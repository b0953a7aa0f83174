//! Pure calendar arithmetic.
//!
//! Months are zero-based throughout the picker (`0` is January, `11` is
//! December), matching [`chrono::Datelike::month0`].

use chrono::{Datelike, Months, NaiveDate, Weekday};
use serde::{Deserialize, Serialize};

use crate::bounds::DateBounds;

/// Abbreviated month names used by the month quick picker.
pub const MONTH_ABBREVIATIONS: [&str; 12] = [
    "Jan", "Feb", "Mar", "Apr", "May", "Jun", "Jul", "Aug", "Sep", "Oct", "Nov", "Dec",
];

/// Full month names used in the calendar header.
pub const MONTH_NAMES: [&str; 12] = [
    "January",
    "February",
    "March",
    "April",
    "May",
    "June",
    "July",
    "August",
    "September",
    "October",
    "November",
    "December",
];

/// Two-letter weekday labels, starting on Sunday.
const WEEKDAY_LABELS: [&str; 7] = ["Su", "Mo", "Tu", "We", "Th", "Fr", "Sa"];

/// The first day of the week shown in the leftmost grid column.
#[derive(Debug, Clone, Copy, PartialEq, Eq, Hash, Default, Serialize, Deserialize)]
#[serde(rename_all = "snake_case")]
pub enum WeekStart {
    /// Weeks run Sunday to Saturday.
    #[default]
    Sunday,
    /// Weeks run Monday to Sunday.
    Monday,
}

impl WeekStart {
    /// Returns the corresponding chrono weekday.
    #[must_use]
    pub fn weekday(self) -> Weekday {
        match self {
            Self::Sunday => Weekday::Sun,
            Self::Monday => Weekday::Mon,
        }
    }

    /// Returns the weekday column labels in display order.
    ///
    /// # Examples
    ///
    /// ```
    /// use creditsearch_picker::WeekStart;
    ///
    /// assert_eq!(WeekStart::Sunday.labels()[0], "Su");
    /// assert_eq!(WeekStart::Monday.labels()[6], "Su");
    /// ```
    #[must_use]
    pub fn labels(self) -> [&'static str; 7] {
        let offset = self.weekday().num_days_from_sunday() as usize;
        std::array::from_fn(|i| WEEKDAY_LABELS[(i + offset) % 7])
    }
}

/// The month currently displayed by the day grid.
///
/// Ordering compares the year first, then the month.
#[derive(Debug, Clone, Copy, PartialEq, Eq, PartialOrd, Ord, Hash)]
pub struct ViewedMonth {
    year: i32,
    month: u32,
}

impl ViewedMonth {
    /// Creates a viewed month, returning `None` if `month` is not in `0..=11`.
    ///
    /// # Examples
    ///
    /// ```
    /// use creditsearch_picker::ViewedMonth;
    ///
    /// assert!(ViewedMonth::new(2003, 11).is_some());
    /// assert!(ViewedMonth::new(2003, 12).is_none());
    /// ```
    #[must_use]
    pub fn new(year: i32, month: u32) -> Option<Self> {
        (month < 12).then_some(Self { year, month })
    }

    /// Returns the month containing `date`.
    #[must_use]
    pub fn of(date: NaiveDate) -> Self {
        Self {
            year: date.year(),
            month: date.month0(),
        }
    }

    /// The calendar year.
    #[must_use]
    pub fn year(self) -> i32 {
        self.year
    }

    /// The zero-based month.
    #[must_use]
    pub fn month(self) -> u32 {
        self.month
    }

    /// Returns the same month in another year.
    #[must_use]
    pub fn with_year(self, year: i32) -> Self {
        Self { year, ..self }
    }

    /// Returns another month of the same year, or `None` if `month > 11`.
    #[must_use]
    pub fn with_month(self, month: u32) -> Option<Self> {
        Self::new(self.year, month)
    }

    /// Number of days in this month.
    #[must_use]
    pub fn days(self) -> u32 {
        days_in_month(self.year, self.month)
    }

    /// Returns the given day of this month, if it exists.
    #[must_use]
    pub fn date(self, day: u32) -> Option<NaiveDate> {
        NaiveDate::from_ymd_opt(self.year, self.month + 1, day)
    }

    /// Full English name of the month.
    #[must_use]
    pub fn name(self) -> &'static str {
        MONTH_NAMES[self.month as usize]
    }
}

/// Returns whether `year` is a Gregorian leap year.
///
/// # Examples
///
/// ```
/// use creditsearch_picker::calendar::is_leap_year;
///
/// assert!(is_leap_year(2000));
/// assert!(!is_leap_year(1900));
/// assert!(is_leap_year(1996));
/// assert!(!is_leap_year(2003));
/// ```
#[must_use]
pub fn is_leap_year(year: i32) -> bool {
    NaiveDate::from_ymd_opt(year, 1, 1).is_some_and(|date| date.leap_year())
}

/// Returns the number of days in a zero-based month.
///
/// Months above 11, and years chrono cannot represent, are treated as 31-day
/// months; callers only pass months taken from a [`ViewedMonth`] or a
/// validated parse.
///
/// # Examples
///
/// ```
/// use creditsearch_picker::calendar::days_in_month;
///
/// assert_eq!(days_in_month(2000, 1), 29);
/// assert_eq!(days_in_month(2003, 1), 28);
/// assert_eq!(days_in_month(2003, 3), 30);
/// assert_eq!(days_in_month(2003, 11), 31);
/// ```
#[must_use]
pub fn days_in_month(year: i32, month: u32) -> u32 {
    NaiveDate::from_ymd_opt(year, month.saturating_add(1), 1)
        .and_then(|first| first.checked_add_months(Months::new(1)))
        .and_then(|next| next.pred_opt())
        .map_or(31, |last| last.day())
}

/// Returns the grid column (`0..=6`) of the first day of a zero-based month.
///
/// Column `0` is the configured first day of the week. Months above 11 are
/// treated as December.
///
/// # Examples
///
/// ```
/// use creditsearch_picker::WeekStart;
/// use creditsearch_picker::calendar::first_weekday_of_month;
///
/// // 1 December 2003 was a Monday.
/// assert_eq!(first_weekday_of_month(2003, 11, WeekStart::Sunday), 1);
/// assert_eq!(first_weekday_of_month(2003, 11, WeekStart::Monday), 0);
/// ```
#[must_use]
pub fn first_weekday_of_month(year: i32, month: u32, week_start: WeekStart) -> u32 {
    let start = week_start.weekday().num_days_from_sunday();
    NaiveDate::from_ymd_opt(year, month.min(11) + 1, 1)
        .map_or(0, |first| (first.weekday().num_days_from_sunday() + 7 - start) % 7)
}

/// Moves `view` by `delta` months, then clamps the result into `bounds`.
///
/// Navigation never wraps past either end of the range: stepping beyond the
/// last allowed month lands on exactly that month, so repeated steps at a
/// boundary leave the view unchanged.
///
/// # Examples
///
/// ```
/// use chrono::NaiveDate;
/// use creditsearch_picker::{DateBounds, ViewedMonth};
/// use creditsearch_picker::calendar::add_months;
///
/// let bounds = DateBounds::new(
///     NaiveDate::from_ymd_opt(1920, 1, 1).unwrap(),
///     NaiveDate::from_ymd_opt(2003, 12, 31).unwrap(),
/// ).unwrap();
///
/// let december = ViewedMonth::new(2003, 11).unwrap();
/// assert_eq!(add_months(december, 1, &bounds), december);
/// assert_eq!(add_months(december, -1, &bounds), ViewedMonth::new(2003, 10).unwrap());
/// ```
#[must_use]
pub fn add_months(view: ViewedMonth, delta: i32, bounds: &DateBounds) -> ViewedMonth {
    let total = i64::from(view.year) * 12 + i64::from(view.month) + i64::from(delta);
    let year = total
        .div_euclid(12)
        .clamp(i64::from(i32::MIN), i64::from(i32::MAX)) as i32;
    let shifted = ViewedMonth {
        year,
        month: total.rem_euclid(12) as u32,
    };
    bounds.clamp_month(shifted)
}
//! Centralized layout measurements for the TUI.
//!
//! Rendering and click hit-testing both derive field positions from the
//! functions here, so a click always lands on what was drawn.

use creditsearch_protocol::FieldId;
use ratatui::layout::Rect;

/// Height of the header bar in rows.
pub const HEADER_HEIGHT: u16 = 3;

/// Height of the status bar in rows.
pub const STATUS_BAR_HEIGHT: u16 = 1;

/// Rows per form field: the input row and a help/error row.
pub const FIELD_HEIGHT: u16 = 2;

/// Width of the label column, including the required marker.
pub const LABEL_WIDTH: u16 = 16;

/// Horizontal padding on each side of the form.
pub const FORM_PADDING: u16 = 2;

/// Width of the date picker popup, borders included.
///
/// Seven two-column day cells with one-column gaps, plus borders.
pub const POPUP_WIDTH: u16 = 23;

/// Height of the date picker popup, borders included.
///
/// Header, weekday labels, six week rows, two bound rows, plus borders.
pub const POPUP_HEIGHT: u16 = 12;

/// Minimum terminal height: header, every field and the status bar.
pub const MIN_HEIGHT: u16 =
    HEADER_HEIGHT + FIELD_HEIGHT * FieldId::ALL.len() as u16 + STATUS_BAR_HEIGHT;

/// Minimum terminal width for useful rendering.
///
/// Fits the label column next to the date picker popup.
pub const MIN_WIDTH: u16 = 60;

/// The form area between the header and the status bar.
#[must_use]
pub fn form_area(area: Rect) -> Rect {
    Rect {
        x: area.x,
        y: area.y + HEADER_HEIGHT,
        width: area.width,
        height: area
            .height
            .saturating_sub(HEADER_HEIGHT + STATUS_BAR_HEIGHT),
    }
}

/// The status bar row at the bottom of `area`.
#[must_use]
pub fn status_bar_area(area: Rect) -> Rect {
    Rect {
        x: area.x,
        y: area.bottom().saturating_sub(STATUS_BAR_HEIGHT),
        width: area.width,
        height: STATUS_BAR_HEIGHT.min(area.height),
    }
}

/// The rectangle of every field within the form area, in focus order.
///
/// Fields that do not fit are omitted.
#[must_use]
pub fn field_areas(form: Rect) -> Vec<(FieldId, Rect)> {
    let x = form.x + FORM_PADDING;
    let width = form.width.saturating_sub(FORM_PADDING * 2);
    FieldId::ALL
        .into_iter()
        .zip(0u16..)
        .map(|(field, index)| {
            let y = form.y + index * FIELD_HEIGHT;
            (field, Rect::new(x, y, width, FIELD_HEIGHT))
        })
        .filter(|(_, rect)| rect.bottom() <= form.bottom())
        .collect()
}

/// The value column of a field's input row.
#[must_use]
pub fn value_area(field: Rect) -> Rect {
    Rect {
        x: field.x + LABEL_WIDTH,
        y: field.y,
        width: field.width.saturating_sub(LABEL_WIDTH),
        height: 1,
    }
}

/// Places the date picker popup next to its field.
///
/// The popup opens below the input row when it fits, above it otherwise,
/// and is shifted left to stay inside `area`.
#[must_use]
pub fn popup_area(field: Rect, area: Rect) -> Rect {
    let anchor = value_area(field);
    let width = POPUP_WIDTH.min(area.width);
    let height = POPUP_HEIGHT.min(area.height);

    let below = anchor.y + 1;
    let y = if below + height <= area.bottom() {
        below
    } else {
        anchor.y.saturating_sub(height).max(area.y)
    };
    let x = anchor.x.min(area.right().saturating_sub(width)).max(area.x);
    Rect::new(x, y, width, height)
}

#[cfg(test)]
mod tests {
    use super::*;

    #[test]
    fn min_height_fits_every_field() {
        assert_eq!(MIN_HEIGHT, 24);
        let area = Rect::new(0, 0, MIN_WIDTH, MIN_HEIGHT);
        assert_eq!(field_areas(form_area(area)).len(), FieldId::ALL.len());
    }

    #[test]
    fn fields_stack_below_header() {
        let fields = field_areas(form_area(Rect::new(0, 0, 80, 30)));
        assert_eq!(fields[0], (FieldId::Title, Rect::new(2, 3, 76, 2)));
        assert_eq!(fields[4], (FieldId::DateOfBirth, Rect::new(2, 11, 76, 2)));
        assert_eq!(value_area(fields[4].1), Rect::new(18, 11, 60, 1));
    }

    #[test]
    fn short_form_drops_overflowing_fields() {
        let fields = field_areas(Rect::new(0, 0, 80, 5));
        assert_eq!(fields.len(), 2);
    }

    #[test]
    fn popup_opens_below_when_room() {
        let area = Rect::new(0, 0, 80, 30);
        let popup = popup_area(Rect::new(2, 11, 76, 2), area);
        assert_eq!(popup, Rect::new(18, 12, POPUP_WIDTH, POPUP_HEIGHT));
    }

    #[test]
    fn popup_flips_above_near_bottom() {
        let area = Rect::new(0, 0, 80, 24);
        let popup = popup_area(Rect::new(2, 18, 76, 2), area);
        assert_eq!(popup.y, 6);
        assert_eq!(popup.bottom(), 18);
    }

    #[test]
    fn popup_shifts_left_to_stay_visible() {
        let area = Rect::new(0, 0, 30, 30);
        let popup = popup_area(Rect::new(2, 3, 26, 2), area);
        assert_eq!(popup.right(), 30);
    }

    #[test]
    fn status_bar_is_last_row() {
        assert_eq!(status_bar_area(Rect::new(0, 0, 80, 24)), Rect::new(0, 23, 80, 1));
    }
}
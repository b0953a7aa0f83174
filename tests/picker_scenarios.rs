//! End-to-end scenarios for the date-of-birth picker and the form around it.

use chrono::NaiveDate;
use creditsearch_picker::calendar::add_months;
use creditsearch_picker::{
    DateBounds, DateFieldProps, DatePicker, DisplayFormat, Panel, PickerMessage, PickerState,
    ViewedMonth,
};
use creditsearch_protocol::{FieldId, Message, Title};
use creditsearch_tui::{App, Status};

fn ymd(y: i32, m: u32, d: u32) -> NaiveDate {
    NaiveDate::from_ymd_opt(y, m, d).unwrap()
}

fn dob_bounds() -> DateBounds {
    DateBounds::new(ymd(1920, 1, 1), ymd(2003, 12, 31)).unwrap()
}

fn dob_props() -> DateFieldProps {
    DateFieldProps::new("Date of Birth", "dateOfBirth", dob_bounds()).required(true)
}

fn today() -> NaiveDate {
    ymd(2026, 10, 19)
}

fn type_into(app: &mut App, text: &str) {
    for ch in text.chars() {
        app.update(Message::Input { ch });
    }
}

#[test]
fn typed_dates_only_commit_when_real() {
    let format = DisplayFormat::default();
    assert!(format.parse("29-02-2003").is_err());
    assert_eq!(format.parse("29-02-2000"), Ok(ymd(2000, 2, 29)));

    let mut picker = DatePicker::new(dob_props(), today());
    let rejected = picker.update(PickerMessage::EditText {
        text: "29-02-2003".to_string(),
    });
    assert!(rejected.is_none());
    assert_eq!(picker.selected_date(), None);

    let commit = picker
        .update(PickerMessage::EditText {
            text: "29-02-2000".to_string(),
        })
        .unwrap();
    assert_eq!(commit.value, "2000-02-29");
    assert_eq!(commit.field_id, "dateOfBirth");
}

#[test]
fn navigation_stops_at_the_last_month() {
    let bounds = dob_bounds();
    let december = ViewedMonth::new(2003, 11).unwrap();

    assert_eq!(add_months(december, 1, &bounds), december);
    assert_eq!(
        add_months(december, -1, &bounds),
        ViewedMonth::new(2003, 10).unwrap()
    );

    let mut picker = DatePicker::new(dob_props(), today());
    picker.update(PickerMessage::Activate);
    for _ in 0..3 {
        picker.update(PickerMessage::NavigateMonth { delta: 1 });
    }
    assert_eq!(picker.viewed_month(), december);
}

#[test]
fn year_picker_lists_every_year_in_range() {
    let props = dob_props().initial_value("1995-06-15");
    let mut picker = DatePicker::new(props, today());
    picker.update(PickerMessage::Activate);
    picker.update(PickerMessage::ToggleYearPicker);
    assert_eq!(picker.state(), PickerState::Open(Panel::YearPicker));

    let years = picker.year_entries();
    assert_eq!(years.len(), 84);
    assert_eq!(years.first().map(|e| e.year), Some(1920));
    assert_eq!(years.last().map(|e| e.year), Some(2003));

    let current: Vec<i32> = years.iter().filter(|e| e.current).map(|e| e.year).collect();
    assert_eq!(current, vec![1995]);
}

#[test]
fn outside_interaction_closes_without_changing_value() {
    let props = dob_props().initial_value("1990-03-15");
    let mut picker = DatePicker::new(props, today());
    picker.update(PickerMessage::Activate);
    picker.update(PickerMessage::NavigateMonth { delta: -5 });

    let commit = picker.update(PickerMessage::Interaction {
        origin: creditsearch_picker::InteractionOrigin::Outside,
    });

    assert!(commit.is_none());
    assert!(!picker.is_open());
    assert_eq!(picker.selected_date(), Some(ymd(1990, 3, 15)));
    assert_eq!(picker.input_buffer(), "15-03-1990");
}

fn fill_form(app: &mut App) {
    app.update(Message::CycleOption { delta: 4 });
    app.update(Message::FocusNext);
    type_into(app, "Ada");
    app.update(Message::FocusNext);
    app.update(Message::FocusNext);
    type_into(app, "Lovelace");
    app.update(Message::FocusNext);
    type_into(app, "10-12-1985");
    app.update(Message::FocusNext);
    type_into(app, "+447123456789");
    app.update(Message::FocusNext);
    type_into(app, "ada@example.com");
    app.update(Message::FocusNext);
    type_into(app, "SW1A 2AA");
    app.update(Message::FocusNext);
    type_into(app, "10 Downing Street");
    app.update(Message::FocusNext);
    app.update(Message::ToggleCheckbox);
}

#[test]
fn completed_form_is_submitted() {
    let mut app = App::new(dob_props(), today());
    fill_form(&mut app);

    assert_eq!(app.state().focus, FieldId::Confirmation);
    app.update(Message::Submit);

    let values = app.submitted_values().expect("form should be submitted");
    assert_eq!(values.title, Some(Title::Dr));
    assert_eq!(values.date_of_birth.as_deref(), Some("1985-12-10"));
    assert_eq!(values.middle_name, "");

    let json = serde_json::to_value(values).unwrap();
    assert_eq!(json["dateOfBirth"], "1985-12-10");
}

#[test]
fn retyped_out_of_range_date_blocks_submit() {
    let mut app = App::new(dob_props(), today());
    fill_form(&mut app);

    // The earlier commit stays in the form values while the text is rejected.
    app.update(Message::Picker(PickerMessage::EditText {
        text: "10-12-2010".to_string(),
    }));
    app.update(Message::FocusNext);
    assert_eq!(app.state().values.date_of_birth.as_deref(), Some("1985-12-10"));

    app.update(Message::Submit);

    assert!(app.submitted_values().is_none());
    assert_eq!(app.state().focus, FieldId::DateOfBirth);
    assert_eq!(
        app.state().visible_error(FieldId::DateOfBirth),
        Some("Please enter a valid date")
    );
    assert!(matches!(app.state().status, Some(Status::Error(_))));
    assert!(app.picker().props().has_validation_error);

    app.update(Message::Picker(PickerMessage::EditText {
        text: "10-12-1985".to_string(),
    }));
    app.update(Message::Submit);
    assert!(app.submitted_values().is_some());
}

#[test]
fn incomplete_form_points_at_first_problem() {
    let mut app = App::new(dob_props(), today());
    app.update(Message::Input { ch: ' ' });
    app.update(Message::Submit);

    assert!(app.submitted_values().is_none());
    assert_eq!(app.state().focus, FieldId::FirstName);
    assert_eq!(
        app.state().visible_error(FieldId::DateOfBirth),
        Some("Date of birth is required")
    );
}
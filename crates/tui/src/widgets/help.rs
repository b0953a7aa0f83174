//! Help overlay widget.
//!
//! Lists the key bindings of the form and of the calendar popup when the
//! user presses `?`.

use ratatui::{
    buffer::Buffer,
    layout::{Constraint, Flex, Layout, Rect},
    style::{Color, Modifier, Style},
    text::{Line, Span},
    widgets::{Block, BorderType, Borders, Clear, Paragraph, Widget},
};

/// The width of the help overlay panel.
const HELP_WIDTH: u16 = 46;

/// Width of the key column, indentation included.
const KEY_COLUMN: usize = 15;

/// Key bindings grouped by section.
const SECTIONS: &[(&str, &[(&str, &str)])] = &[
    (
        "Form",
        &[
            ("Tab / ↓", "Next field"),
            ("Shift+Tab / ↑", "Previous field"),
            ("← →", "Change option"),
            ("Space", "Tick checkbox"),
            ("Enter", "Open calendar / find address"),
            ("Ctrl+S", "Submit"),
        ],
    ),
    (
        "Calendar",
        &[
            ("← → ↑ ↓", "Move cursor"),
            ("PgUp / PgDn", "Previous / next month"),
            ("m", "Choose month"),
            ("y", "Choose year"),
            ("Enter", "Pick highlighted entry"),
            ("Esc", "Close calendar"),
            ("0-9", "Type the date"),
        ],
    ),
    ("General", &[("Ctrl+C", "Quit"), ("?", "Toggle help")]),
];

/// Renders a centered help overlay displaying all keybindings.
///
/// The area behind the overlay is cleared first.
///
/// # Examples
///
/// ```
/// use ratatui::buffer::Buffer;
/// use ratatui::layout::Rect;
/// use creditsearch_tui::widgets::render_help_overlay;
///
/// let area = Rect::new(0, 0, 80, 24);
/// let mut buf = Buffer::empty(area);
///
/// render_help_overlay(area, &mut buf);
/// ```
pub fn render_help_overlay(area: Rect, buf: &mut Buffer) {
    let lines = build_help_lines();
    let height = u16::try_from(lines.len() + 2).unwrap_or(u16::MAX);
    let popup_area = overlay_area(HELP_WIDTH, height, area);

    Clear.render(popup_area, buf);

    let help_block = Block::default()
        .title(Span::styled(
            " Help ",
            Style::default()
                .fg(Color::LightYellow)
                .add_modifier(Modifier::BOLD),
        ))
        .borders(Borders::ALL)
        .border_type(BorderType::Rounded)
        .border_style(Style::default().fg(Color::LightYellow));

    Paragraph::new(lines)
        .block(help_block)
        .render(popup_area, buf);
}

fn build_help_lines() -> Vec<Line<'static>> {
    let header_style = Style::default()
        .fg(Color::Yellow)
        .add_modifier(Modifier::BOLD);

    let mut lines = Vec::new();
    for (title, bindings) in SECTIONS {
        lines.push(Line::from(Span::styled(format!("  {title}"), header_style)));
        lines.extend(bindings.iter().map(|(key, action)| {
            Line::from(vec![
                Span::styled(
                    format!("  {key:<width$}", width = KEY_COLUMN - 2),
                    Style::default().fg(Color::Green),
                ),
                Span::styled(*action, Style::default().fg(Color::White)),
            ])
        }));
        lines.push(Line::from(""));
    }
    lines.push(Line::from(Span::styled(
        "  Press any key to close",
        Style::default()
            .fg(Color::DarkGray)
            .add_modifier(Modifier::ITALIC),
    )));
    lines
}

/// A `width` × `height` rectangle centered in `area`, shrunk to fit.
fn overlay_area(width: u16, height: u16, area: Rect) -> Rect {
    let [row] = Layout::vertical([Constraint::Length(height.min(area.height))])
        .flex(Flex::Center)
        .areas(area);
    let [rect] = Layout::horizontal([Constraint::Length(width.min(area.width))])
        .flex(Flex::Center)
        .areas(row);
    rect
}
········
DESCRIPTION OF THE TASK -> Ascertain the number of lines in the entries that include the word "rejected", and report only that number.

RESPONSE FOR THIS EXERCISE -> 3